Published on the Newsline Magazine blog in December 2011: http://www.newslinemagazine.com/2011/12/research-says-money-can-buy-happiness/
Happiness doesn’t buy happiness. It’s a ridiculously overused saying. You hear it all the time. From your parents – probably followed by its even more clichéd sister, “Money doesn’t grow on trees”. It’s the message those movies give you, in which the poor main protagonist, who is constantly complaining about having no money, suddenly gets rich, only to discover that all the money in the world can’t fill the sad, sad hole in his heart. It’s not like the message is incorrect. After all, clichés become clichés for a reason – because there is a grain of truth in them. And if I had to bet, I’d probably say that a person with healthy, fulfilling relationships would be happier than a person with an obscene amount of money in his bank account and no friends. But recent studies show that there are ways in which money can increase your happiness. In fact, these researchers say that if money isn’t buying you happiness, then you’re probably not spending it right! Here are some ways in which you can use your money to give you greater pleasure:
- Spend money on others
Research suggests that we think that spending money on ourselves will make us happier than spending money on other people. As is often the case, we are wrong. There is evidence from several studies which suggests otherwise. For example, in one study, participants were given $5 and $20, and it turned out that those who spent that money on others were happier than those who spent it on themselves. Also, people who spend a greater proportion of their income on donations and charity are happier than those who spend more on themselves (Dunn at al, 2011).
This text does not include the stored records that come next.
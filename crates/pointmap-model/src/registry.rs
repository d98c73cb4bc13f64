//! Class metadata lookup.
//!
//! Path-finders and the point factory never look at types directly; they ask
//! a [`ClassIntrospector`] for a [`ClassDescriptor`]. [`ClassRegistry`] is the
//! in-process implementation: filled once, read-only afterwards, and safe to
//! share across threads behind an `Arc`.

use std::fs;
use std::path::Path;
use std::sync::Arc;

use indexmap::IndexMap;

use crate::{ClassDescriptor, ClassName, ModelError};

/// Read-only access to class metadata.
pub trait ClassIntrospector: Send + Sync {
    /// Returns the descriptor of a known class.
    fn describe(&self, class: &ClassName) -> Option<Arc<ClassDescriptor>>;

    /// Like [`Self::describe`], failing for unknown classes.
    fn require(&self, class: &ClassName) -> Result<Arc<ClassDescriptor>, ModelError> {
        self.describe(class)
            .ok_or_else(|| ModelError::ClassNotFound(class.clone()))
    }
}

/// Registry of class descriptors keyed by class name.
#[derive(Debug, Clone, Default)]
pub struct ClassRegistry {
    classes: IndexMap<ClassName, Arc<ClassDescriptor>>,
}

impl ClassRegistry {
    pub fn new() -> Self {
        Self::default()
    }

    /// Builds a registry, validating every descriptor.
    pub fn from_descriptors<I>(descriptors: I) -> Result<Self, ModelError>
    where
        I: IntoIterator<Item = ClassDescriptor>,
    {
        let mut registry = Self::new();
        for descriptor in descriptors {
            registry.register(descriptor)?;
        }
        Ok(registry)
    }

    /// Parses a JSON array of class descriptors.
    pub fn from_json_str(json: &str) -> Result<Self, ModelError> {
        let descriptors: Vec<ClassDescriptor> = serde_json::from_str(json)?;
        Self::from_descriptors(descriptors)
    }

    /// Loads a JSON schema file (see [`Self::from_json_str`]).
    pub fn load(path: impl AsRef<Path>) -> Result<Self, ModelError> {
        let path = path.as_ref();
        let json = fs::read_to_string(path)?;
        let registry = Self::from_json_str(&json)?;
        tracing::debug!(
            path = %path.display(),
            classes = registry.len(),
            "Loaded class schema"
        );
        Ok(registry)
    }

    pub fn register(&mut self, descriptor: ClassDescriptor) -> Result<(), ModelError> {
        descriptor.validate()?;
        if self.classes.contains_key(&descriptor.name) {
            return Err(ModelError::DuplicateClass(descriptor.name));
        }
        self.classes
            .insert(descriptor.name.clone(), Arc::new(descriptor));
        Ok(())
    }

    pub fn get(&self, class: &ClassName) -> Option<&ClassDescriptor> {
        self.classes.get(class).map(Arc::as_ref)
    }

    pub fn contains(&self, class: &ClassName) -> bool {
        self.classes.contains_key(class)
    }

    pub fn len(&self) -> usize {
        self.classes.len()
    }

    pub fn is_empty(&self) -> bool {
        self.classes.is_empty()
    }

    pub fn iter(&self) -> impl Iterator<Item = &ClassDescriptor> {
        self.classes.values().map(Arc::as_ref)
    }
}

impl ClassIntrospector for ClassRegistry {
    fn describe(&self, class: &ClassName) -> Option<Arc<ClassDescriptor>> {
        self.classes.get(class).cloned()
    }
}
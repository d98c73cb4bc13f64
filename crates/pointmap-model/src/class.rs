//! Structured class descriptors.
//!
//! A [`ClassDescriptor`] is what the mapper knows about a class: its
//! properties, its methods, and each method's parameter list. Member order is
//! declaration order and is significant for path-finding. Descriptors are
//! plain data and (de)serialize from a JSON schema:
//!
//! ```json
//! {
//!   "name": "app::Obj",
//!   "properties": [{ "name": "a" }],
//!   "methods": [
//!     { "name": "__construct", "parameters": [{ "name": "a" }] },
//!     { "name": "getA" }
//!   ]
//! }
//! ```

use std::collections::BTreeSet;

use serde::{Deserialize, Serialize};

use crate::ids::member_name;
use crate::naming::CONSTRUCTOR;
use crate::{ClassName, ModelError};

/// Member visibility.
#[derive(Debug, Clone, Copy, Default, PartialEq, Eq, Hash, Serialize, Deserialize)]
#[serde(rename_all = "lowercase")]
pub enum Visibility {
    #[default]
    Public,
    Protected,
    Private,
}

impl Visibility {
    pub fn is_public(self) -> bool {
        self == Visibility::Public
    }
}

/// A declared property.
#[derive(Debug, Clone, PartialEq, Eq, Serialize, Deserialize)]
pub struct PropertyDescriptor {
    pub name: String,
    #[serde(default)]
    pub visibility: Visibility,
}

impl PropertyDescriptor {
    pub fn public(name: impl Into<String>) -> Self {
        Self {
            name: name.into(),
            visibility: Visibility::Public,
        }
    }
}

/// A declared method parameter. Its position is its index in
/// [`MethodDescriptor::parameters`].
#[derive(Debug, Clone, PartialEq, Eq, Serialize, Deserialize)]
pub struct ParameterDescriptor {
    pub name: String,
    /// Parameter has a default value and may be omitted.
    #[serde(default)]
    pub optional: bool,
}

impl ParameterDescriptor {
    pub fn required(name: impl Into<String>) -> Self {
        Self {
            name: name.into(),
            optional: false,
        }
    }

    pub fn optional(name: impl Into<String>) -> Self {
        Self {
            name: name.into(),
            optional: true,
        }
    }
}

/// A declared method.
#[derive(Debug, Clone, PartialEq, Eq, Serialize, Deserialize)]
pub struct MethodDescriptor {
    pub name: String,
    #[serde(default)]
    pub visibility: Visibility,
    #[serde(default)]
    pub parameters: Vec<ParameterDescriptor>,
}

impl MethodDescriptor {
    pub fn public(name: impl Into<String>) -> Self {
        Self {
            name: name.into(),
            visibility: Visibility::Public,
            parameters: Vec::new(),
        }
    }

    #[must_use]
    pub fn with_parameter(mut self, parameter: ParameterDescriptor) -> Self {
        self.parameters.push(parameter);
        self
    }

    #[must_use]
    pub fn with_visibility(mut self, visibility: Visibility) -> Self {
        self.visibility = visibility;
        self
    }

    pub fn is_constructor(&self) -> bool {
        self.name == CONSTRUCTOR
    }

    /// Number of parameters without a default value.
    pub fn required_parameters(&self) -> usize {
        self.parameters.iter().filter(|p| !p.optional).count()
    }

    /// Public and callable without arguments.
    pub fn is_readable(&self) -> bool {
        self.visibility.is_public() && self.required_parameters() == 0
    }

    /// Zero-based position of the named parameter.
    pub fn position_of(&self, parameter: &str) -> Option<usize> {
        self.parameters.iter().position(|p| p.name == parameter)
    }
}

/// Everything the mapper may inspect about one class.
#[derive(Debug, Clone, PartialEq, Eq, Serialize, Deserialize)]
pub struct ClassDescriptor {
    pub name: ClassName,
    #[serde(default)]
    pub properties: Vec<PropertyDescriptor>,
    #[serde(default)]
    pub methods: Vec<MethodDescriptor>,
    /// Instances accept properties the class does not declare.
    #[serde(default)]
    pub dynamic_properties: bool,
}

impl ClassDescriptor {
    pub fn new(name: ClassName) -> Self {
        Self {
            name,
            properties: Vec::new(),
            methods: Vec::new(),
            dynamic_properties: false,
        }
    }

    #[must_use]
    pub fn with_property(mut self, property: PropertyDescriptor) -> Self {
        self.properties.push(property);
        self
    }

    #[must_use]
    pub fn with_method(mut self, method: MethodDescriptor) -> Self {
        self.methods.push(method);
        self
    }

    #[must_use]
    pub fn with_dynamic_properties(mut self, enable: bool) -> Self {
        self.dynamic_properties = enable;
        self
    }

    pub fn property(&self, name: &str) -> Option<&PropertyDescriptor> {
        self.properties.iter().find(|p| p.name == name)
    }

    pub fn method(&self, name: &str) -> Option<&MethodDescriptor> {
        self.methods.iter().find(|m| m.name == name)
    }

    pub fn constructor(&self) -> Option<&MethodDescriptor> {
        self.method(CONSTRUCTOR)
    }

    pub fn has_property(&self, name: &str) -> bool {
        self.property(name).is_some()
    }

    pub fn public_properties(&self) -> impl Iterator<Item = &PropertyDescriptor> {
        self.properties.iter().filter(|p| p.visibility.is_public())
    }

    pub fn public_methods(&self) -> impl Iterator<Item = &MethodDescriptor> {
        self.methods.iter().filter(|m| m.visibility.is_public())
    }

    /// Checks member names and rejects duplicates.
    pub fn validate(&self) -> Result<(), ModelError> {
        let duplicate = |member: &str| ModelError::DuplicateMember {
            class: self.name.clone(),
            member: member.to_string(),
        };

        let mut seen = BTreeSet::new();
        for property in &self.properties {
            member_name(&property.name)?;
            if !seen.insert(property.name.as_str()) {
                return Err(duplicate(&property.name));
            }
        }

        let mut seen = BTreeSet::new();
        for method in &self.methods {
            member_name(&method.name)?;
            if !seen.insert(method.name.as_str()) {
                return Err(duplicate(&method.name));
            }
            let mut params = BTreeSet::new();
            for parameter in &method.parameters {
                member_name(&parameter.name)?;
                if !params.insert(parameter.name.as_str()) {
                    return Err(duplicate(&format!("{}().${}", method.name, parameter.name)));
                }
            }
        }
        Ok(())
    }
}

#[cfg(test)]
mod tests {
    use super::*;

    fn obj() -> ClassDescriptor {
        ClassDescriptor::new(ClassName::new("Obj").unwrap())
            .with_property(PropertyDescriptor::public("a"))
            .with_method(
                MethodDescriptor::public(CONSTRUCTOR).with_parameter(ParameterDescriptor::required("a")),
            )
            .with_method(MethodDescriptor::public("getA"))
            .with_method(
                MethodDescriptor::public("format")
                    .with_parameter(ParameterDescriptor::optional("pattern")),
            )
    }

    #[test]
    fn lookups() {
        let class = obj();
        assert!(class.has_property("a"));
        assert!(class.constructor().is_some());
        assert_eq!(class.method("getA").map(MethodDescriptor::is_readable), Some(true));
        assert_eq!(class.method("format").map(MethodDescriptor::is_readable), Some(true));
        assert_eq!(class.constructor().map(MethodDescriptor::is_readable), Some(false));
        assert_eq!(class.constructor().and_then(|m| m.position_of("a")), Some(0));
    }

    #[test]
    fn validate_rejects_duplicates() {
        let class = obj().with_property(PropertyDescriptor::public("a"));
        assert!(matches!(
            class.validate(),
            Err(ModelError::DuplicateMember { member, .. }) if member == "a"
        ));
        assert!(obj().validate().is_ok());
    }

    #[test]
    fn deserializes_with_defaults() {
        let class: ClassDescriptor = serde_json::from_str(
            r#"{"name":"app::Obj","properties":[{"name":"a","visibility":"private"}],
                "methods":[{"name":"setA","parameters":[{"name":"a"}]}]}"#,
        )
        .unwrap();
        assert_eq!(class.name.as_str(), "app::Obj");
        assert_eq!(class.properties[0].visibility, Visibility::Private);
        assert_eq!(class.methods[0].visibility, Visibility::Public);
        assert!(!class.methods[0].parameters[0].optional);
        assert!(!class.dynamic_properties);
    }
}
But why? Why is it that spending money on other people gives us such pleasure? Well, one reason that pro-social spending is good for our happiness is that it makes us feel good about ourselves. It helps us form a self-image in which we are generous and large-hearted, which makes us happy. Also, spending money on others helps cement our social relationships, and people with stronger social ties are generally happier.
- Buy more experiences instead of material things
In an experiment conducted by Leaf Van Boven from the University of Colorado and Thomas Gilovich from Cornell University, participants were divided into two groups. One group was asked to write a description about a material purchase (a gadget, clothing, etc) that made them happy. The other group was asked to write about an experiential purchase (a meal out, tickets to a concert, etc) that made them happy. Their happiness was measured before and after they wrote these descriptions. A week later, the same participants were called and asked to read and reflect on their description, and their happiness was measured then, as well.
Results showed that thinking about experiences gave the participants more pleasure than thinking about material purchases. Van Boven and Gilovich also discovered that people spend more time thinking about the experiences they purchased rather than the materials.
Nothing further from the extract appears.